• What the exercise asks
Write each line again exactly as it is, from the opening line of the records below through the one containing "#[derive(Error, Debug)]", and add nothing.

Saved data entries
//! Doctor directory: physician attributes used to enrich artifacts, plus
//! the admin roster that maintains them.

pub mod password;
pub mod sqlite;

use thiserror::Error;

use crate::models::Doctor;

pub use sqlite::SqliteDoctorDirectory;

#[derive(Error, Debug)]
pub enum DirectoryError {
    #[error("SQLite error: {0}")]
    Sqlite(#[from] rusqlite::Error),

    /// A uniqueness constraint rejected the write (id or email taken).
    #[error("Duplicate doctor: {0}")]
    Duplicate(String),

    #[error("Password hashing failed: {0}")]
    Hashing(String),

    #[error("Internal lock error")]
    LockPoisoned,
}

/// Lookup and maintenance of doctor accounts.
pub trait DoctorDirectory: Send + Sync {
    fn find(&self, doctor_id: &str) -> Result<Option<Doctor>, DirectoryError>;

    /// First doctor matching either the id or the email.
    fn find_by_id_or_email(
        &self,
        doctor_id: &str,
        email: &str,
    ) -> Result<Option<Doctor>, DirectoryError>;

    fn insert(&self, doctor: &Doctor) -> Result<(), DirectoryError>;

    /// Remove and return the doctor, or `None` if unknown.
    fn remove(&self, doctor_id: &str) -> Result<Option<Doctor>, DirectoryError>;
}

#[cfg(test)]
mod tests {
    use super::*;

    #[test]
    fn directory_is_object_safe() {
        fn _assert_directory(_: &dyn DoctorDirectory) {}
    }
}
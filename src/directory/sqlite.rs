use std::path::Path;
use std::sync::Mutex;

use rusqlite::{params, Connection, ErrorCode, OptionalExtension, Row};

use super::{DirectoryError, DoctorDirectory};
use crate::models::Doctor;

const SCHEMA: &str = "
CREATE TABLE IF NOT EXISTS doctors (
    doctor_id      TEXT PRIMARY KEY,
    name           TEXT NOT NULL,
    email          TEXT NOT NULL UNIQUE,
    phone_number   TEXT,
    department     TEXT,
    specialization TEXT,
    experience     TEXT,
    password_hash  TEXT NOT NULL,
    created_at     TEXT NOT NULL
);";

const COLUMNS: &str =
    "doctor_id, name, email, phone_number, department, specialization, experience, password_hash";

/// SQLite-backed directory. The connection is serialized behind a mutex.
pub struct SqliteDoctorDirectory {
    conn: Mutex<Connection>,
}

impl SqliteDoctorDirectory {
    /// Open (creating if needed) the directory database at `path`.
    pub fn open(path: &Path) -> Result<Self, DirectoryError> {
        if let Some(parent) = path.parent() {
            if let Err(e) = std::fs::create_dir_all(parent) {
                tracing::warn!(
                    path = %parent.display(),
                    error = %e,
                    "Cannot create directory db folder"
                );
            }
        }
        Self::init(Connection::open(path)?)
    }

    /// Open an in-memory directory (for testing)
    pub fn open_in_memory() -> Result<Self, DirectoryError> {
        Self::init(Connection::open_in_memory()?)
    }

    fn init(conn: Connection) -> Result<Self, DirectoryError> {
        conn.execute_batch("PRAGMA journal_mode=DELETE;")?;
        conn.execute_batch(SCHEMA)?;
        Ok(Self {
            conn: Mutex::new(conn),
        })
    }

    fn with_conn<T>(
        &self,
        f: impl FnOnce(&Connection) -> Result<T, DirectoryError>,
    ) -> Result<T, DirectoryError> {
        let conn = self.conn.lock().map_err(|_| DirectoryError::LockPoisoned)?;
        f(&conn)
    }
}

fn doctor_from_row(row: &Row<'_>) -> rusqlite::Result<Doctor> {
    Ok(Doctor {
        doctor_id: row.get(0)?,
        name: row.get(1)?,
        email: row.get(2)?,
        phone_number: row.get(3)?,
        department: row.get(4)?,
        specialization: row.get(5)?,
        experience: row.get(6)?,
        password_hash: row.get(7)?,
    })
}

impl DoctorDirectory for SqliteDoctorDirectory {
    fn find(&self, doctor_id: &str) -> Result<Option<Doctor>, DirectoryError> {
        self.with_conn(|conn| {
            conn.query_row(
                &format!("SELECT {COLUMNS} FROM doctors WHERE doctor_id = ?1"),
                params![doctor_id],
                doctor_from_row,
            )
            .optional()
            .map_err(DirectoryError::from)
        })
    }

    fn find_by_id_or_email(
        &self,
        doctor_id: &str,
        email: &str,
    ) -> Result<Option<Doctor>, DirectoryError> {
        self.with_conn(|conn| {
            conn.query_row(
                &format!(
                    "SELECT {COLUMNS} FROM doctors WHERE doctor_id = ?1 OR email = ?2 LIMIT 1"
                ),
                params![doctor_id, email],
                doctor_from_row,
            )
            .optional()
            .map_err(DirectoryError::from)
        })
    }

    fn insert(&self, doctor: &Doctor) -> Result<(), DirectoryError> {
        self.with_conn(|conn| {
            conn.execute(
                "INSERT INTO doctors (doctor_id, name, email, phone_number, department,
                                      specialization, experience, password_hash, created_at)
                 VALUES (?1, ?2, ?3, ?4, ?5, ?6, ?7, ?8, ?9)",
                params![
                    doctor.doctor_id,
                    doctor.name,
                    doctor.email,
                    doctor.phone_number,
                    doctor.department,
                    doctor.specialization,
                    doctor.experience,
                    doctor.password_hash,
                    chrono::Utc::now().to_rfc3339(),
                ],
            )
            .map_err(|e| match e {
                rusqlite::Error::SqliteFailure(err, msg)
                    if err.code == ErrorCode::ConstraintViolation =>
                {
                    DirectoryError::Duplicate(msg.unwrap_or_else(|| err.to_string()))
                }
                other => DirectoryError::from(other),
            })?;
            Ok(())
        })
    }

    fn remove(&self, doctor_id: &str) -> Result<Option<Doctor>, DirectoryError> {
        self.with_conn(|conn| {
            let existing = conn
                .query_row(
                    &format!("SELECT {COLUMNS} FROM doctors WHERE doctor_id = ?1"),
                    params![doctor_id],
                    doctor_from_row,
                )
                .optional()?;
            if existing.is_some() {
                conn.execute("DELETE FROM doctors WHERE doctor_id = ?1", params![doctor_id])?;
            }
            Ok(existing)
        })
    }
}

#[cfg(test)]
mod tests {
    use super::*;

    fn doctor(id: &str, email: &str) -> Doctor {
        Doctor {
            doctor_id: id.into(),
            name: "Meera Iyer".into(),
            email: email.into(),
            phone_number: Some("+919812345678".into()),
            department: Some("Cardiology".into()),
            specialization: Some("Electrophysiology".into()),
            experience: Some("12 years".into()),
            password_hash: "hash".into(),
        }
    }

    #[test]
    fn insert_then_find() {
        let dir = SqliteDoctorDirectory::open_in_memory().unwrap();
        dir.insert(&doctor("D1", "m@example.com")).unwrap();
        let found = dir.find("D1").unwrap().unwrap();
        assert_eq!(found.department.as_deref(), Some("Cardiology"));
        assert_eq!(found.password_hash, "hash");
        assert!(dir.find("D2").unwrap().is_none());
    }

    #[test]
    fn duplicate_email_rejected_by_schema() {
        let dir = SqliteDoctorDirectory::open_in_memory().unwrap();
        dir.insert(&doctor("D1", "m@example.com")).unwrap();
        let err = dir.insert(&doctor("D2", "m@example.com")).unwrap_err();
        assert!(matches!(err, DirectoryError::Duplicate(_)));
    }

    #[test]
    fn duplicate_id_rejected_as_duplicate() {
        let dir = SqliteDoctorDirectory::open_in_memory().unwrap();
        dir.insert(&doctor("D1", "m@example.com")).unwrap();
        let err = dir.insert(&doctor("D1", "other@example.com")).unwrap_err();
        assert!(matches!(err, DirectoryError::Duplicate(_)));
    }

    #[test]
    fn find_by_id_or_email_matches_either() {
        let dir = SqliteDoctorDirectory::open_in_memory().unwrap();
        dir.insert(&doctor("D1", "m@example.com")).unwrap();
        assert!(dir.find_by_id_or_email("D1", "x@example.com").unwrap().is_some());
        assert!(dir.find_by_id_or_email("D9", "m@example.com").unwrap().is_some());
        assert!(dir.find_by_id_or_email("D9", "x@example.com").unwrap().is_none());
    }

    #[test]
    fn remove_returns_deleted_doctor() {
        let dir = SqliteDoctorDirectory::open_in_memory().unwrap();
        dir.insert(&doctor("D1", "m@example.com")).unwrap();
        let removed = dir.remove("D1").unwrap().unwrap();
        assert_eq!(removed.name, "Meera Iyer");
        assert!(dir.remove("D1").unwrap().is_none());
    }

    #[test]
    fn file_backed_directory_persists() {
        let tmp = tempfile::tempdir().unwrap();
        let path = tmp.path().join("nested").join("doctors.db");
        {
            let dir = SqliteDoctorDirectory::open(&path).unwrap();
            dir.insert(&doctor("D1", "m@example.com")).unwrap();
        }
        let reopened = SqliteDoctorDirectory::open(&path).unwrap();
        assert!(reopened.find("D1").unwrap().is_some());
    }
}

• Task solution
//! Doctor directory: physician attributes used to enrich artifacts, plus
//! the admin roster that maintains them.

pub mod password;
pub mod sqlite;

use thiserror::Error;

use crate::models::Doctor;

pub use sqlite::SqliteDoctorDirectory;

#[derive(Error, Debug)]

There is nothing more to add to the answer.